The work, published in the journal Science Advances on April 24, suggests that closing a roughly 50-mile-wide passageway between the Pacific and Arctic oceans could extend the lifespan of Atlantic Meridional Overturning Circulation, or AMOC. The current system plays an important role in regulating the Earth’s climate, but it’s under threat due to the world’s warming.
The AMOC acts like a water conveyor belt. It transports warm, salty surface water from the tropics to the North Atlantic, where the water then cools, becomes denser and sinks. It’s a major reason why Europe has a relatively mild climate, despite its high latitude. That cold water then moves back south, carrying along nutrients essential for marine life.
Recent studies, however, have shown that the AMOC is weakening. As temperatures rise, Greenland’s ice is melting, dumping fresh water into the North Atlantic. That means the surface water is less salty, which disrupts the sinking of cold water and subsequently reduces the amount of incoming warm water from the tropics.
Research suggests that the impacts of AMOC’s collapse could be devastating. Sea levels would rise along the U.S. East Coast. Temperatures would drop in Europe. Rain patterns would shift, bringing drought to Europe and Africa.
The new study posits that a giant dam could buy the Earth more time. The Bering Strait allows fresh water to travel from the Pacific Ocean into the Arctic Ocean, and then into the Atlantic. Damming it would block that flow and change the amount of fresh water and salty water in each ocean.
Study co-author Jelle Soons, a physical oceanographer at Utrecht University in the Netherlands, tells New Scientist’s Joshua Howgego that he thought a dam could be a possible intervention after learning that sea levels were lower during the Pliocene epoch, around 2.6 million to 5.3 million years ago, when a land bridge disrupted the Bering Strait. Previous research had shown that the AMOC was stronger during this period, largely thanks to the barrier.
“So, I wondered what would happen if we closed off the Bering Strait again,” Soons tells Chris Simms at Live Science.
Soons and Henk Dijkstra, also a physical oceanographer at Utrecht University, ran computer simulations to test the idea.
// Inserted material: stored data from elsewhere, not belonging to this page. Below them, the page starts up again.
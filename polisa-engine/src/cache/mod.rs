//! Result cache for dashboard queries.
//!
//! [`TtlCache`] is a plain keyed store with lazy expiry; [`CacheKey`]
//! derives keys from a query so that logically equal filter selections
//! hit the same entry.
//!
//! # Example
//!
//! ```ignore
//! let cache = TtlCache::new(CacheConfig::default());
//! let key = CacheKey::for_query(&query);
//! if let Some(series) = cache.get(key.as_str()) {
//!     return Ok(series);
//! }
//! let series = source.fetch_series(&query).await?;
//! cache.set(key, series.clone());
//! ```

pub mod key;
pub mod ttl;

pub use key::CacheKey;
pub use ttl::{CacheConfig, CacheStats, TtlCache};
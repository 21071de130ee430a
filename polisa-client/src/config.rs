//! Configuration loading for the Polisa console client.
//!
//! Connection and auth settings are required. Cache, import, pagination and
//! logging sections fall back to the engine defaults when omitted.

use polisa_engine::import::DEFAULT_CHUNK_SIZE;
use polisa_engine::pipeline::DEFAULT_PAGE_SIZE;
use polisa_engine::{CacheConfig, ImportRunnerConfig};
use serde::Deserialize;
use std::path::{Path, PathBuf};
use std::time::Duration;

/// Environment variable consulted when `--config` is not given.
pub const CONFIG_ENV_VAR: &str = "POLISA_CONFIG";

#[derive(Debug, Clone, Deserialize)]
#[serde(deny_unknown_fields)]
pub struct ConsoleConfig {
    pub api_base_url: String,
    pub request_timeout_ms: u64,
    pub auth: AuthConfig,
    #[serde(default)]
    pub cache: CacheSection,
    #[serde(default)]
    pub import: ImportSection,
    #[serde(default)]
    pub pagination: PaginationSection,
    #[serde(default)]
    pub logging: LoggingConfig,
}

#[derive(Debug, Clone, Deserialize)]
#[serde(deny_unknown_fields)]
pub struct AuthConfig {
    pub bearer_token: Option<String>,
    pub api_key: Option<String>,
}

#[derive(Debug, Clone, Deserialize)]
#[serde(deny_unknown_fields)]
pub struct CacheSection {
    pub ttl_secs: u64,
}

impl Default for CacheSection {
    fn default() -> Self {
        Self { ttl_secs: 300 }
    }
}

#[derive(Debug, Clone, Deserialize)]
#[serde(deny_unknown_fields)]
pub struct ImportSection {
    #[serde(default = "default_chunk_size")]
    pub chunk_size: u64,
    #[serde(default = "default_chunk_delay_ms")]
    pub chunk_delay_ms: u64,
    pub company_id_hint: Option<i64>,
}

impl Default for ImportSection {
    fn default() -> Self {
        Self {
            chunk_size: default_chunk_size(),
            chunk_delay_ms: default_chunk_delay_ms(),
            company_id_hint: None,
        }
    }
}

fn default_chunk_size() -> u64 {
    DEFAULT_CHUNK_SIZE
}

fn default_chunk_delay_ms() -> u64 {
    100
}

#[derive(Debug, Clone, Deserialize)]
#[serde(deny_unknown_fields)]
pub struct PaginationSection {
    pub page_size: usize,
}

impl Default for PaginationSection {
    fn default() -> Self {
        Self {
            page_size: DEFAULT_PAGE_SIZE,
        }
    }
}

#[derive(Debug, Clone, Deserialize)]
#[serde(deny_unknown_fields)]
pub struct LoggingConfig {
    /// `EnvFilter` directives; `RUST_LOG` takes precedence when set.
    #[serde(default = "default_log_filter")]
    pub filter: String,
    #[serde(default)]
    pub json: bool,
}

impl Default for LoggingConfig {
    fn default() -> Self {
        Self {
            filter: default_log_filter(),
            json: false,
        }
    }
}

fn default_log_filter() -> String {
    "polisa_engine=info,polisa_client=info,warn".to_string()
}

#[derive(Debug, thiserror::Error)]
pub enum ConfigError {
    #[error("Missing configuration file path (use --config or POLISA_CONFIG)")]
    MissingConfigPath,
    #[error("Failed to read config file: {0}")]
    Io(#[from] std::io::Error),
    #[error("Failed to parse config TOML: {0}")]
    Parse(#[from] toml::de::Error),
    #[error(transparent)]
    Invalid(#[from] polisa_core::ConfigError),
}

impl ConsoleConfig {
    /// Load from `--config <path>` or `POLISA_CONFIG`, then validate.
    pub fn load() -> Result<Self, ConfigError> {
        let path = config_path_from_args(std::env::args().skip(1)).or_else(config_path_from_env);
        let path = path.ok_or(ConfigError::MissingConfigPath)?;
        let config = Self::from_path(&path)?;
        config.validate()?;
        Ok(config)
    }

    pub fn from_path(path: &Path) -> Result<Self, ConfigError> {
        let contents = std::fs::read_to_string(path)?;
        Self::from_toml(&contents)
    }

    pub fn from_toml(contents: &str) -> Result<Self, ConfigError> {
        Ok(toml::from_str(contents)?)
    }

    pub fn validate(&self) -> Result<(), polisa_core::ConfigError> {
        if self.api_base_url.trim().is_empty() {
            return Err(invalid("api_base_url", &self.api_base_url, "must not be empty"));
        }
        if !self.api_base_url.starts_with("http://") && !self.api_base_url.starts_with("https://") {
            return Err(invalid(
                "api_base_url",
                &self.api_base_url,
                "must start with http:// or https://",
            ));
        }
        let has_token = self
            .auth
            .bearer_token
            .as_deref()
            .is_some_and(|t| !t.trim().is_empty());
        let has_key = self
            .auth
            .api_key
            .as_deref()
            .is_some_and(|k| !k.trim().is_empty());
        if !has_token && !has_key {
            return Err(polisa_core::ConfigError::MissingField {
                field: "auth.bearer_token or auth.api_key".to_string(),
            });
        }
        if self.request_timeout_ms == 0 {
            return Err(invalid("request_timeout_ms", "0", "must be > 0"));
        }
        if self.cache.ttl_secs == 0 {
            return Err(invalid("cache.ttl_secs", "0", "must be > 0"));
        }
        if self.import.chunk_size == 0 {
            return Err(invalid("import.chunk_size", "0", "must be > 0"));
        }
        if self.pagination.page_size == 0 {
            return Err(invalid("pagination.page_size", "0", "must be > 0"));
        }
        if self.logging.filter.trim().is_empty() {
            return Err(invalid("logging.filter", &self.logging.filter, "must not be empty"));
        }
        Ok(())
    }

    pub fn request_timeout(&self) -> Duration {
        Duration::from_millis(self.request_timeout_ms)
    }

    pub fn cache_config(&self) -> CacheConfig {
        CacheConfig::new().with_ttl(Duration::from_secs(self.cache.ttl_secs))
    }

    pub fn import_config(&self) -> ImportRunnerConfig {
        ImportRunnerConfig::new()
            .with_chunk_size(self.import.chunk_size)
            .with_chunk_delay(Duration::from_millis(self.import.chunk_delay_ms))
            .with_company_hint(self.import.company_id_hint)
    }

    pub fn page_size(&self) -> usize {
        self.pagination.page_size
    }
}

fn invalid(field: &str, value: &str, reason: &str) -> polisa_core::ConfigError {
    polisa_core::ConfigError::InvalidValue {
        field: field.to_string(),
        value: value.to_string(),
        reason: reason.to_string(),
    }
}

fn config_path_from_env() -> Option<PathBuf> {
    std::env::var(CONFIG_ENV_VAR).ok().map(PathBuf::from)
}

/// Value following `--config` in `args`, if any.
pub fn config_path_from_args(args: impl IntoIterator<Item = String>) -> Option<PathBuf> {
    let mut args = args.into_iter();
    while let Some(arg) = args.next() {
        if arg == "--config" {
            return args.next().map(PathBuf::from);
        }
    }
    None
}
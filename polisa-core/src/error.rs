//! Error types for Polisa operations

use thiserror::Error;

/// Failures talking to the backend. Always recoverable: callers surface
/// them as a notification and keep whatever partial state they hold.
#[derive(Debug, Clone, PartialEq, Eq, Error)]
pub enum NetworkError {
    #[error("Request to {endpoint} failed: {reason}")]
    Transport { endpoint: String, reason: String },

    #[error("Request to {endpoint} returned status {status}: {message}")]
    Status {
        endpoint: String,
        status: u16,
        message: String,
    },

    #[error("Could not decode response from {endpoint}: {reason}")]
    Decode { endpoint: String, reason: String },
}

impl NetworkError {
    /// Endpoint the failed request was addressed to.
    pub fn endpoint(&self) -> &str {
        match self {
            Self::Transport { endpoint, .. }
            | Self::Status { endpoint, .. }
            | Self::Decode { endpoint, .. } => endpoint,
        }
    }
}

/// Malformed input detected before anything is sent or stored.
#[derive(Debug, Clone, PartialEq, Eq, Error)]
pub enum ValidationError {
    #[error("Invalid date range: {start} is after {end}")]
    InvalidRange { start: String, end: String },

    #[error("Required field missing: {field}")]
    RequiredField { field: String },

    #[error("Invalid value for {field}: {reason}")]
    InvalidValue { field: String, reason: String },
}

/// Engine configuration errors.
#[derive(Debug, Clone, PartialEq, Eq, Error)]
pub enum ConfigError {
    #[error("Missing required configuration field: {field}")]
    MissingField { field: String },

    #[error("Invalid value for {field}: {value} - {reason}")]
    InvalidValue {
        field: String,
        value: String,
        reason: String,
    },
}

#[cfg(test)]
mod tests {
    use super::*;

    #[test]
    fn network_error_reports_endpoint() {
        let err = NetworkError::Status {
            endpoint: "/api/imports/confirm".to_string(),
            status: 502,
            message: "bad gateway".to_string(),
        };
        assert_eq!(err.endpoint(), "/api/imports/confirm");
        assert!(err.to_string().contains("502"));
    }
}
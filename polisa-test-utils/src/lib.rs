//! Polisa Test Utilities
//!
//! Shared test infrastructure for the Polisa workspace:
//! - A scripted in-memory backend implementing every collaborator trait
//! - Proptest generators for records, selections and ranges
//! - Fixtures for common dashboard and import scenarios
//! - Assertions for engine invariants

pub use polisa_core::{
    ApprovalResponse, ChunkResponse, DateRange, FieldValue, FilterSelection, Granularity,
    ImportFile, ImportSessionId, ManualClock, NetworkError, PeriodBucket, PoolRecordId,
    PreviewRow, Record, RecordId, RowError, SeriesPoint, SeriesQuery, SeriesResponse,
    UploadResponse,
};
pub use polisa_engine::{ImportGateway, PoolGateway, SeriesSource};

use async_trait::async_trait;
use chrono::{Datelike, NaiveDate};
use std::collections::{BTreeMap, HashSet};
use std::sync::atomic::{AtomicUsize, Ordering};
use std::sync::{Mutex, MutexGuard, PoisonError};

fn lock<T>(mutex: &Mutex<T>) -> MutexGuard<'_, T> {
    mutex.lock().unwrap_or_else(PoisonError::into_inner)
}

fn offline(endpoint: &str) -> NetworkError {
    NetworkError::Transport {
        endpoint: endpoint.to_string(),
        reason: "connection reset".to_string(),
    }
}

// ============================================================================
// SCRIPTED SERIES SOURCE
// ============================================================================

/// Series source that synthesizes one point per month or day of the range.
///
/// Each point carries a `premium` metric of `month * 1000` (monthly) or
/// `day * 10` (daily), which makes results easy to assert on.
#[derive(Debug, Default)]
pub struct ScriptedSeries {
    calls: Mutex<Vec<SeriesQuery>>,
    failures_remaining: AtomicUsize,
}

impl ScriptedSeries {
    pub fn new() -> Self {
        Self::default()
    }

    /// Make the next `count` fetches fail.
    pub fn fail_next(&self, count: usize) {
        self.failures_remaining.store(count, Ordering::SeqCst);
    }

    pub fn calls(&self) -> Vec<SeriesQuery> {
        lock(&self.calls).clone()
    }

    pub fn call_count(&self) -> usize {
        lock(&self.calls).len()
    }

    pub fn synthesize(query: &SeriesQuery) -> SeriesResponse {
        let points = match query.granularity {
            Granularity::Month => query
                .range
                .months()
                .into_iter()
                .map(|(year, month)| SeriesPoint {
                    bucket: PeriodBucket::month(year, month),
                    label: format!("{}-{:02}", year, month),
                    metrics: BTreeMap::from([("premium".to_string(), month as f64 * 1000.0)]),
                })
                .collect(),
            Granularity::Day => query
                .range
                .start()
                .iter_days()
                .take_while(|day| *day <= query.range.end())
                .map(|day| SeriesPoint {
                    bucket: PeriodBucket::day(day.year(), day.month(), day.day()),
                    label: day.format("%Y-%m-%d").to_string(),
                    metrics: BTreeMap::from([("premium".to_string(), day.day() as f64 * 10.0)]),
                })
                .collect(),
        };
        SeriesResponse {
            granularity: query.granularity,
            points,
        }
    }
}

#[async_trait]
impl SeriesSource for ScriptedSeries {
    async fn fetch_series(&self, query: &SeriesQuery) -> Result<SeriesResponse, NetworkError> {
        lock(&self.calls).push(query.clone());
        let failing = self
            .failures_remaining
            .fetch_update(Ordering::SeqCst, Ordering::SeqCst, |n| n.checked_sub(1))
            .is_ok();
        if failing {
            return Err(offline("/api/dashboard/series"));
        }
        Ok(Self::synthesize(query))
    }
}

// ============================================================================
// SCRIPTED IMPORT BACKEND
// ============================================================================

/// Import backend holding `valid_rows` rows that deduplicates on confirm.
///
/// Rows listed in `failing_rows` (zero-based) come back as failures. Rows
/// confirmed once are reported as duplicates on any later confirm.
#[derive(Debug)]
pub struct ScriptedImport {
    valid_rows: u64,
    invalid_rows: u64,
    failing_rows: HashSet<u64>,
    reported_valid_rows: Option<u64>,
    imported: Mutex<HashSet<u64>>,
    chunk_calls: Mutex<Vec<(u64, u64)>>,
    fail_on_call: Mutex<Option<usize>>,
    fail_upload: bool,
}

impl ScriptedImport {
    pub fn new(valid_rows: u64) -> Self {
        Self {
            valid_rows,
            invalid_rows: 0,
            failing_rows: HashSet::new(),
            reported_valid_rows: None,
            imported: Mutex::new(HashSet::new()),
            chunk_calls: Mutex::new(Vec::new()),
            fail_on_call: Mutex::new(None),
            fail_upload: false,
        }
    }

    pub fn with_invalid_rows(mut self, invalid_rows: u64) -> Self {
        self.invalid_rows = invalid_rows;
        self
    }

    pub fn with_failing_rows(mut self, rows: impl IntoIterator<Item = u64>) -> Self {
        self.failing_rows = rows.into_iter().collect();
        self
    }

    /// Rows that were imported before this session (reported as duplicates).
    pub fn with_already_imported(self, rows: impl IntoIterator<Item = u64>) -> Self {
        lock(&self.imported).extend(rows);
        self
    }

    /// Make the upload under-report how many valid rows the session holds.
    pub fn with_reported_valid_rows(mut self, valid_rows: u64) -> Self {
        self.reported_valid_rows = Some(valid_rows);
        self
    }

    pub fn with_failing_upload(mut self) -> Self {
        self.fail_upload = true;
        self
    }

    /// Fail the confirm call with this zero-based index (counting all calls).
    pub fn fail_chunk_call(&self, index: usize) {
        *lock(&self.fail_on_call) = Some(index);
    }

    pub fn clear_failure(&self) {
        *lock(&self.fail_on_call) = None;
    }

    /// `(skip, take)` of every confirm call, failed ones included.
    pub fn chunk_calls(&self) -> Vec<(u64, u64)> {
        lock(&self.chunk_calls).clone()
    }

    pub fn preview_rows(&self) -> Vec<PreviewRow> {
        let valid = (0..self.valid_rows).map(|i| PreviewRow {
            row_number: i as u32 + 2,
            is_valid: true,
            errors: Vec::new(),
            fields: BTreeMap::from([
                ("policyNo".to_string(), FieldValue::Text(format!("POL-{:05}", i))),
                ("premium".to_string(), FieldValue::Number(1000.0 + i as f64)),
            ]),
        });
        let invalid = (0..self.invalid_rows).map(|i| PreviewRow {
            row_number: (self.valid_rows + i) as u32 + 2,
            is_valid: false,
            errors: vec!["policy number missing".to_string()],
            fields: BTreeMap::new(),
        });
        valid.chain(invalid).collect()
    }
}
//! Page slicing.

use serde::{Deserialize, Serialize};

/// One page of a result set.
#[derive(Debug, Clone, PartialEq, Serialize, Deserialize)]
#[serde(rename_all = "camelCase")]
pub struct PageResult<T> {
    pub items: Vec<T>,
    pub current_page: usize,
    pub total_pages: usize,
    pub total_items: usize,
}

impl<T> PageResult<T> {
    pub fn is_empty(&self) -> bool {
        self.items.is_empty()
    }

    pub fn has_next(&self) -> bool {
        self.current_page < self.total_pages
    }

    pub fn has_previous(&self) -> bool {
        self.current_page > 1
    }
}

/// Number of pages for `total_items`. Never less than one.
pub fn total_pages(total_items: usize, page_size: usize) -> usize {
    let page_size = page_size.max(1);
    total_items.div_ceil(page_size).max(1)
}

/// Clamp `page` into `[1, total_pages]` and return that page's items.
///
/// An empty input yields an empty page 1 of 1.
pub fn paginate<T: Clone>(items: &[T], page: usize, page_size: usize) -> PageResult<T> {
    let page_size = page_size.max(1);
    let total_items = items.len();
    let total_pages = total_pages(total_items, page_size);
    let current_page = page.clamp(1, total_pages);
    let start = ((current_page - 1) * page_size).min(total_items);
    let end = (start + page_size).min(total_items);
    PageResult {
        items: items[start..end].to_vec(),
        current_page,
        total_pages,
        total_items,
    }
}
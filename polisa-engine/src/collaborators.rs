//! Backend operations the engine depends on.
//!
//! Implementations live outside the engine (`polisa-client` talks HTTP,
//! `polisa-test-utils` scripts responses). All of them return canonical
//! types; any field-name normalization happens before a value gets here.

use async_trait::async_trait;
use polisa_core::{
    ApprovalResponse, ChunkResponse, ImportFile, ImportSessionId, NetworkError, PoolRecordId,
    SeriesQuery, SeriesResponse, UploadResponse,
};

/// Dashboard series provider.
#[async_trait]
pub trait SeriesSource: Send + Sync {
    async fn fetch_series(&self, query: &SeriesQuery) -> Result<SeriesResponse, NetworkError>;
}

/// Spreadsheet import endpoints.
#[async_trait]
pub trait ImportGateway: Send + Sync {
    /// Send the whole file once and get a session plus a parsed preview.
    async fn upload(
        &self,
        file: &ImportFile,
        company_id_hint: Option<i64>,
    ) -> Result<UploadResponse, NetworkError>;

    /// Persist rows `[skip, skip + take)` of the session's valid rows.
    async fn confirm_chunk(
        &self,
        session_id: &ImportSessionId,
        skip: u64,
        take: u64,
    ) -> Result<ChunkResponse, NetworkError>;
}

/// Transfer pool approval endpoints.
#[async_trait]
pub trait PoolGateway: Send + Sync {
    async fn approve(&self, id: &PoolRecordId) -> Result<ApprovalResponse, NetworkError>;

    async fn batch_approve(&self, ids: &[PoolRecordId]) -> Result<ApprovalResponse, NetworkError>;
}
Building a dam with a slightly weakened AMOC could strengthen the current system and allow it to function, even with rising emissions of heat-trapping carbon dioxide, the team found. If the AMOC is already near collapse, however, closing the strait would speed up its destabilization.
Need to know: Dam logistics
The researchers propose building three separate dams, since two islands lie at the narrowest point of the Bering Strait. The dams on the Russian and Alaskan sides would each be about 24 miles long, and the one between the islands would be about 2.5 miles long.
These findings are based on a relatively simple model of the climate, reports New Scientist. Repeating the simulations with a more advanced climate model hinted that a closure of the Bering Strait would prevent AMOC collapse in both scenarios if the dam is built by at least 2050.
“I was surprised at how strong the recovery was,” Soons tells the outlet. He presented the updated findings on May 5 at the European Geosciences Union general assembly.
Still, scientists don’t know how close we are to an AMOC collapse, says Aixue Hu, a climate scientist at the National Center for Atmospheric Research in Colorado who wasn’t involved in the study, to Raymond Zhong at the New York Times. Some computer simulations suggest it could happen by the end of this century, while others say that is unlikely.
“The uncertainty is very, very large,” Hu says, so it’s not clear if damming the strait would hurt or help the current network in the long run. Still, Hu adds that given the harm a collapse would cause, the proposal is worth exploring.
However, “blocking the strait would alter the exchange of water, heat, nutrients and marine life between the Pacific and Arctic oceans, with potential impacts on marine ecosystems and regional ocean circulation,” Jonathan Baker, an ocean scientist at the U.K. Met Office, the national meteorological service, who wasn’t involved in the research, tells Live Science. “It could also lead to changes in climate that are not yet fully understood.”
“Any intervention of this scale would need to carefully consider potential unintended consequences alongside any intended benefits,” he says.